Christoph Lengauer, Ph.D.
Co-Founder and Chief Innovation Officer; Partner, Third Rock Ventures
Christoph Lengauer is a partner at Third Rock Ventures, where he has been instrumental in several of Third Rock’s Discovery projects and launched companies. Christoph was part of the founding advising team for Relay Therapeutics and currently also serves as the interim chief scientific officer of Celsius Therapeutics.
Christoph studied human genetics in Salzburg, Austria, and holds a Ph.D. from the University of Heidelberg in Germany. He holds an MBA with a focus on medical services management from the Johns Hopkins Carey Business School. Christoph holds an adjunct associate professor position at the Johns Hopkins University and at Harvard University. He has received numerous awards, including the Boveri Award in Cancer Genetics, the Benjamin Baker Scholar award, Novartis Oncology’s President’s Award for Top Innovator and has been elected to membership in the Johns Hopkins Society of Scholars.

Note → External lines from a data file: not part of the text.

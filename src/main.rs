use log::{LevelFilter, Log, Metadata, Record};
use lysync::trace::source_files;
use lysync::{synchronize_with_sources, ScoreSources, SyncConfig, SyncError};
use std::env;
use std::fs;
use std::path::Path;
use std::process;

/// Writes log records to stderr.
struct StderrLogger;

impl Log for StderrLogger {
    fn enabled(&self, metadata: &Metadata) -> bool {
        metadata.level() <= log::max_level()
    }

    fn log(&self, record: &Record) {
        if self.enabled(record.metadata()) {
            match record.level() {
                log::Level::Warn | log::Level::Error => {
                    eprintln!("{}: {}", record.level(), record.args())
                }
                _ => eprintln!("{}", record.args()),
            }
        }
    }

    fn flush(&self) {}
}

static LOGGER: StderrLogger = StderrLogger;

fn main() {
    let args: Vec<String> = env::args().collect();

    if args.len() < 3 {
        eprintln!("Usage: lysync <trace-file> <midi-file> [config.yaml]");
        process::exit(1);
    }

    if let Err(e) = run(&args[1], &args[2], args.get(3)) {
        eprintln!("{}", e.report());
        process::exit(e.severity().exit_code());
    }
}

fn run(trace_path: &str, midi_path: &str, config_path: Option<&String>) -> Result<(), SyncError> {
    let config = match config_path {
        Some(path) => SyncConfig::load(path)?,
        None => SyncConfig::default(),
    };

    let level = if config.debug {
        LevelFilter::Debug
    } else {
        LevelFilter::Info
    };
    if log::set_logger(&LOGGER).is_ok() {
        log::set_max_level(level);
    }

    let trace = fs::read_to_string(trace_path)?;
    let midi = fs::read(midi_path)?;

    // Score files named in the trace are optional; they refine pitches.
    let mut sources = ScoreSources::new();
    let trace_dir = Path::new(trace_path).parent().unwrap_or_else(|| Path::new("."));
    for file in source_files(&trace) {
        let candidates = [Path::new(&file).to_path_buf(), trace_dir.join(&file)];
        if let Some(text) = candidates.iter().find_map(|path| fs::read_to_string(path).ok()) {
            log::debug!("Loaded score source {}", file);
            sources.insert(file, &text, config.language)?;
        }
    }

    let sync = synchronize_with_sources(&trace, &midi, &sources, &config)?;
    let schedule = sync.schedule()?;
    let json = serde_json::to_string_pretty(&schedule)
        .map_err(|e| SyncError::Config(format!("Failed to serialize schedule: {}", e)))?;
    println!("{}", json);
    Ok(())
}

Christoph has a proven record in cancer drug discovery, including contributing to the discovery and development of four FDA-approved medicines and three drugs with breakthrough therapy status. Prior to joining Third Rock, Christoph was chief scientific officer and chief drug hunter at Blueprint Medicines. He joined Blueprint Medicines from Sanofi, where he was vice president and global head of oncology drug discovery and preclinical development. Before joining Sanofi, he was executive director and senior unit head of oncology discovery at the Novartis Institutes for Biomedical Research. Christoph contributed to the approval of several novel cancer drugs that now save patients’ lives (Odomzo – Smo inhibitor approved for basal cell carcinoma; Kisqali – CDK4/6 inhibitor approved for HR+/HER2- metastatic breast cancer; Jevtana – cytotoxic approved for hormone refractory metastatic prostate cancer; Zaltrap – VEGF trap approved for metastatic CRC). Prior to Novartis, Christoph was an associate professor at the Sidney Kimmel Comprehensive Cancer Center at the Johns Hopkins University School of Medicine. He was involved in the identification of several cancer driver genes including BRAF and PIK3CA. As part of his research, Christoph discovered that all cancers are genetically unstable, which explains the molecular heterogeneity of cancer and why cancers develop resistance to cancer drugs. He has authored more than 100 scientific articles published in top-tier scientific journals, including Cell, Nature and Science.
Over the last three years, Christoph built several life science accelerators that provide both high-end consulting and hands-on operational support to startups and young European biotechs so they can more easily succeed in becoming strong companies and introduce their products to the U.S. and global markets.
Back in Austria and Germany, Christoph helped asylum seekers escape deportation. He visited them in detention jails and focused his legal support on Kurds from Iraq, Roma and victims of torture.